__TASK STATEMENT__
Restate word for word the entries below, starting with the line with "replacement.to_string()" and continuing through the line with "pub struct RequestFilterCache". Include both of those lines and no others.

:: RECORDED DATA ::

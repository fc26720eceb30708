//! Request filter engine (L8): ordered header/body mutations applied
//! after authentication, before dispatch. A rule that fails is logged
//! and skipped — it never aborts the pipeline (spec.md §4.8).

use std::sync::Arc;

use arc_swap::ArcSwap;
use serde::{Deserialize, Serialize};
use serde_json::Value;

use crate::error_rule::MatchType;

#[derive(Debug, Clone, Serialize, Deserialize)]
pub struct RequestFilter {
    pub id: i64,
    pub priority: i32,
    pub action: FilterAction,
}

#[derive(Debug, Clone, Serialize, Deserialize)]
#[serde(tag = "target")]
#[serde(rename_all = "snake_case")]
pub enum FilterAction {
    HeaderRemove { name: String },
    HeaderSet { name: String, value: String },
    BodyJsonPath { path: String, value: Value },
    BodyTextReplace {
        target: String,
        replacement: String,
        #[serde(default = "default_match_type")]
        match_type: MatchType,
    },
}

fn default_match_type() -> MatchType {
    MatchType::Contains
}

#[derive(Debug, thiserror::Error)]
pub enum FilterError {
    #[error("json_path `{0}` could not be navigated")]
    BadPath(String),
    #[error("regex `{0}` failed to compile: {1}")]
    BadRegex(String, regex::Error),
}

/// Applies every filter in `(priority, id)` order; mutations accumulate
/// onto `headers` and `body` in place. Returns the filters that
/// failed, purely for logging — failures never abort the caller.
pub fn apply_filters(
    filters: &[RequestFilter],
    headers: &mut http::HeaderMap,
    body: &mut Value,
) -> Vec<(i64, FilterError)> {
    let mut ordered: Vec<&RequestFilter> = filters.iter().collect();
    ordered.sort_by_key(|filter| (filter.priority, filter.id));

    let mut errors = Vec::new();
    for filter in ordered {
        if let Err(error) = apply_one(filter, headers, body) {
            tracing::warn!(event = "request_filter_failed", filter_id = filter.id, %error);
            errors.push((filter.id, error));
        }
    }
    errors
}

fn apply_one(
    filter: &RequestFilter,
    headers: &mut http::HeaderMap,
    body: &mut Value,
) -> Result<(), FilterError> {
    match &filter.action {
        FilterAction::HeaderRemove { name } => {
            if let Ok(name) = http::HeaderName::try_from(name.as_str()) {
                headers.remove(name);
            }
            Ok(())
        }
        FilterAction::HeaderSet { name, value } => {
            let name = http::HeaderName::try_from(name.as_str())
                .map_err(|_| FilterError::BadPath(name.clone()))?;
            let value = http::HeaderValue::from_str(value)
                .map_err(|_| FilterError::BadPath(value.clone()))?;
            headers.insert(name, value);
            Ok(())
        }
        FilterAction::BodyJsonPath { path, value } => set_json_path(body, path, value.clone()),
        FilterAction::BodyTextReplace {
            target,
            replacement,
            match_type,
        } => {
            replace_strings(body, target, replacement, *match_type)?;
            Ok(())
        }
    }
}

/// Navigates a dotted/indexed path (`a.b[2].c`), creating objects and
/// arrays as needed, and sets the terminal key.
fn set_json_path(root: &mut Value, path: &str, value: Value) -> Result<(), FilterError> {
    let segments = parse_path(path).ok_or_else(|| FilterError::BadPath(path.to_string()))?;
    if segments.is_empty() {
        return Err(FilterError::BadPath(path.to_string()));
    }

    let mut cursor = root;
    for (i, segment) in segments.iter().enumerate() {
        let last = i == segments.len() - 1;
        cursor = match segment {
            PathSegment::Key(key) => {
                if !cursor.is_object() {
                    *cursor = Value::Object(Default::default());
                }
                let object = cursor.as_object_mut().unwrap();
                if last {
                    object.insert(key.clone(), value);
                    return Ok(());
                }
                object.entry(key.clone()).or_insert(Value::Null)
            }
            PathSegment::Index(index) => {
                if !cursor.is_array() {
                    *cursor = Value::Array(Vec::new());
                }
                let array = cursor.as_array_mut().unwrap();
                while array.len() <= *index {
                    array.push(Value::Null);
                }
                if last {
                    array[*index] = value;
                    return Ok(());
                }
                &mut array[*index]
            }
        };
    }
    Ok(())
}

enum PathSegment {
    Key(String),
    Index(usize),
}

fn parse_path(path: &str) -> Option<Vec<PathSegment>> {
    let mut segments = Vec::new();
    for raw in path.split('.') {
        if raw.is_empty() {
            return None;
        }
        let mut rest = raw;
        if let Some(bracket) = rest.find('[') {
            let key = &rest[..bracket];
            if !key.is_empty() {
                segments.push(PathSegment::Key(key.to_string()));
            }
            rest = &rest[bracket..];
            while let Some(stripped) = rest.strip_prefix('[') {
                let close = stripped.find(']')?;
                let index: usize = stripped[..close].parse().ok()?;
                segments.push(PathSegment::Index(index));
                rest = &stripped[close + 1..];
            }
        } else {
            segments.push(PathSegment::Key(rest.to_string()));
        }
    }
    Some(segments)
}

/// Recursively walks every string in `body`, replacing `target`
/// per `match_type`; the caller is responsible for re-serializing the
/// wire buffer from the mutated `Value`.
fn replace_strings(
    value: &mut Value,
    target: &str,
    replacement: &str,
    match_type: MatchType,
) -> Result<(), FilterError> {
    match value {
        Value::String(text) => {
            *text = replace_in_string(text, target, replacement, match_type)?;
        }
        Value::Array(items) => {
            for item in items {
                replace_strings(item, target, replacement, match_type)?;
            }
        }
        Value::Object(map) => {
            for item in map.values_mut() {
                replace_strings(item, target, replacement, match_type)?;
            }
        }
        _ => {}
    }
    Ok(())
}

fn replace_in_string(
    text: &str,
    target: &str,
    replacement: &str,
    match_type: MatchType,
) -> Result<String, FilterError> {
    Ok(match match_type {
        MatchType::Exact => {
            if text == target {
                replacement.to_string()
            } else {
                text.to_string()
            }
        }
        MatchType::Contains => text.replace(target, replacement),
        MatchType::Regex => {
            let regex = regex::Regex::new(target)
                .map_err(|error| FilterError::BadRegex(target.to_string(), error))?;
            regex.replace_all(text, replacement).into_owned()
        }
    })
}

/// Reloadable filter cache, same snapshot-swap shape as
/// [`crate::error_rule::ErrorRuleCache`]; fails open on an empty
/// snapshot (no filters applied, not a pipeline abort).
#[derive(Debug, Default)]
pub struct RequestFilterCache {
    snapshot: ArcSwap<Vec<RequestFilter>>,
}

impl RequestFilterCache {
    pub fn new(filters: Vec<RequestFilter>) -> Self {
        RequestFilterCache {
            snapshot: ArcSwap::from_pointee(filters),
        }
    }

    pub fn reload(&self, filters: Vec<RequestFilter>) {
        self.snapshot.store(Arc::new(filters));
    }

    pub fn apply(&self, headers: &mut http::HeaderMap, body: &mut Value) -> Vec<(i64, FilterError)> {
        apply_filters(&self.snapshot.load(), headers, body)
    }
}

#[cfg(test)]
mod tests {
    use super::*;

    #[test]
    fn json_path_creates_nested_structure() {
        let mut body = serde_json::json!({});
        set_json_path(&mut body, "a.b[2].c", Value::String("x".to_string())).unwrap();
        assert_eq!(body["a"]["b"][2]["c"], "x");
    }

    #[test]
    fn text_replace_walks_nested_strings() {
        let mut body = serde_json::json!({"messages": [{"content": "hello world"}]});
        replace_strings(&mut body, "world", "there", MatchType::Contains).unwrap();
        assert_eq!(body["messages"][0]["content"], "hello there");
    }

    #[test]
    fn ordered_by_priority_then_id() {
        let filters = vec![
            RequestFilter {
                id: 2,
                priority: 0,
                action: FilterAction::HeaderSet {
                    name: "x-trace".to_string(),
                    value: "second".to_string(),
                },
            },
            RequestFilter {
                id: 1,
                priority: 0,
                action: FilterAction::HeaderSet {
                    name: "x-trace".to_string(),
                    value: "first".to_string(),
                },
            },
        ];
        let mut headers = http::HeaderMap::new();
        let mut body = Value::Null;
        apply_filters(&filters, &mut headers, &mut body);
        assert_eq!(headers.get("x-trace").unwrap(), "second");
    }

    #[test]
    fn bad_json_path_is_reported_not_fatal() {
        let filters = vec![RequestFilter {
            id: 1,
            priority: 0,
            action: FilterAction::BodyJsonPath {
                path: "".to_string(),
                value: Value::Null,
            },
        }];
        let mut headers = http::HeaderMap::new();
        let mut body = Value::Null;
        let errors = apply_filters(&filters, &mut headers, &mut body);
        assert_eq!(errors.len(), 1);
    }
}
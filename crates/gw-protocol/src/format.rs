use serde::{Deserialize, Serialize};

/// The wire protocol a client speaks, or a provider expects. Both
/// value spaces are the same (spec.md GLOSSARY: "Provider type").
#[derive(Debug, Clone, Copy, PartialEq, Eq, Hash, Serialize, Deserialize)]
#[serde(rename_all = "kebab-case")]
pub enum Format {
    Claude,
    Codex,
    OpenAi,
    Gemini,
    GeminiCli,
}

impl Format {
    pub fn as_str(&self) -> &'static str {
        match self {
            Format::Claude => "claude",
            Format::Codex => "codex",
            Format::OpenAi => "openai",
            Format::Gemini => "gemini",
            Format::GeminiCli => "gemini-cli",
        }
    }
}

impl std::fmt::Display for Format {
    fn fmt(&self, f: &mut std::fmt::Formatter<'_>) -> std::fmt::Result {
        f.write_str(self.as_str())
    }
}
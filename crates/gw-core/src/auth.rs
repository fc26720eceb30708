//! Authentication (component of L12). Generalizes the teacher's
//! `gproxy-core/src/auth.rs::MemoryAuth` from a pure in-memory
//! snapshot to a lookup backed by `gw-storage`: spec.md §5's
//! shared-resource policy names only the Redis-backed counters and the
//! in-memory rule/filter caches (L7/L8) as process-wide state, not an
//! auth snapshot, so a key/policy change takes effect on the very next
//! request rather than waiting for a reload event. `extract_api_key`
//! and the `AuthProvider` seam are kept as the teacher shaped them.

use std::sync::Arc;

use gw_limits::{KeyPolicy, UserPolicy};
use gw_provider_core::model::{Key, User};
use gw_storage::GatewayStorage;
use http::HeaderMap;
use serde::Deserialize;

#[derive(Debug, Clone)]
pub struct AuthenticatedSession {
    pub user: User,
    pub user_policy: UserPolicy,
    pub key: Key,
    pub key_policy: KeyPolicy,
}

#[derive(Debug, thiserror::Error)]
pub enum AuthError {
    #[error("missing api key")]
    MissingCredential,
    #[error("unknown api key")]
    UnknownKey,
    #[error("api key disabled")]
    KeyDisabled,
    #[error("user disabled")]
    UserDisabled,
    #[error("user expired")]
    UserExpired,
    #[error("storage error: {0}")]
    Storage(#[from] sea_orm::DbErr),
}

#[async_trait::async_trait]
pub trait AuthProvider: Send + Sync {
    async fn authenticate(&self, headers: &HeaderMap, query: Option<&str>) -> Result<AuthenticatedSession, AuthError>;
}

pub struct StorageAuth {
    storage: Arc<GatewayStorage>,
}

impl StorageAuth {
    pub fn new(storage: Arc<GatewayStorage>) -> Self {
        StorageAuth { storage }
    }
}

#[async_trait::async_trait]
impl AuthProvider for StorageAuth {
    async fn authenticate(&self, headers: &HeaderMap, query: Option<&str>) -> Result<AuthenticatedSession, AuthError> {
        let token = extract_api_key(headers)
            .or_else(|| query.and_then(extract_query_api_key))
            .ok_or(AuthError::MissingCredential)?;
        let lookup = self
            .storage
            .find_key_with_policy_by_token(&token)
            .await?
            .ok_or(AuthError::UnknownKey)?;

        if !lookup.key.is_enabled {
            return Err(AuthError::KeyDisabled);
        }
        if !lookup.user.is_enabled {
            return Err(AuthError::UserDisabled);
        }
        if let Some(expires_at) = lookup.user.expires_at
            && time::OffsetDateTime::now_utc() >= expires_at
        {
            return Err(AuthError::UserExpired);
        }

        Ok(AuthenticatedSession {
            user: lookup.user,
            user_policy: lookup.user_policy,
            key: lookup.key,
            key_policy: lookup.key_policy,
        })
    }
}

/// `x-api-key` first, then `Authorization: Bearer <token>` — matches
/// spec.md §6.1's relay-endpoint auth and the teacher's own precedence.
pub fn extract_api_key(headers: &HeaderMap) -> Option<String> {
    if let Some(value) = header_value(headers, "x-api-key") {
        return Some(value);
    }

    let auth = header_value(headers, "authorization")?;
    let auth = auth.trim();
    if let Some(token) = auth.strip_prefix("Bearer ") {
        return Some(token.trim().to_string());
    }
    if let Some(token) = auth.strip_prefix("bearer ") {
        return Some(token.trim().to_string());
    }
    None
}

pub(crate) fn header_value(headers: &HeaderMap, name: &str) -> Option<String> {
    headers
        .get(name)
        .and_then(|value| value.to_str().ok())
        .map(|value| value.to_string())
}

#[derive(Debug, Deserialize)]
struct GeminiApiKeyQuery {
    key: Option<String>,
}

/// Gemini's REST API takes the key as `?key=API_KEY` instead of a header;
/// tried only after every header-based form has failed.
fn extract_query_api_key(query: &str) -> Option<String> {
    let parsed: GeminiApiKeyQuery = serde_qs::from_str(query).ok()?;
    parsed.key.filter(|key| !key.is_empty())
}

#[cfg(test)]
mod tests {
    use super::*;

    #[test]
    fn prefers_x_api_key_over_authorization() {
        let mut headers = HeaderMap::new();
        headers.insert("x-api-key", "sk-direct".parse().unwrap());
        headers.insert("authorization", "Bearer sk-bearer".parse().unwrap());
        assert_eq!(extract_api_key(&headers).as_deref(), Some("sk-direct"));
    }

    #[test]
    fn strips_bearer_prefix_case_insensitively() {
        let mut headers = HeaderMap::new();
        headers.insert("authorization", "bearer sk-lower".parse().unwrap());
        assert_eq!(extract_api_key(&headers).as_deref(), Some("sk-lower"));
    }

    #[test]
    fn missing_credential_returns_none() {
        let headers = HeaderMap::new();
        assert_eq!(extract_api_key(&headers), None);
    }

    #[test]
    fn extracts_key_from_query_string() {
        assert_eq!(extract_query_api_key("key=sk-query").as_deref(), Some("sk-query"));
    }

    #[test]
    fn ignores_empty_query_key() {
        assert_eq!(extract_query_api_key("key="), None);
    }

    #[test]
    fn ignores_unrelated_query_params() {
        assert_eq!(extract_query_api_key("alt=sse"), None);
    }
}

:::

__TASK SOLUTION__
                replacement.to_string()
            } else {
                text.to_string()
            }
        }
        MatchType::Contains => text.replace(target, replacement),
        MatchType::Regex => {
            let regex = regex::Regex::new(target)
                .map_err(|error| FilterError::BadRegex(target.to_string(), error))?;
            regex.replace_all(text, replacement).into_owned()
        }
    })
}

/// Reloadable filter cache, same snapshot-swap shape as
/// [`crate::error_rule::ErrorRuleCache`]; fails open on an empty
/// snapshot (no filters applied, not a pipeline abort).
#[derive(Debug, Default)]
pub struct RequestFilterCache {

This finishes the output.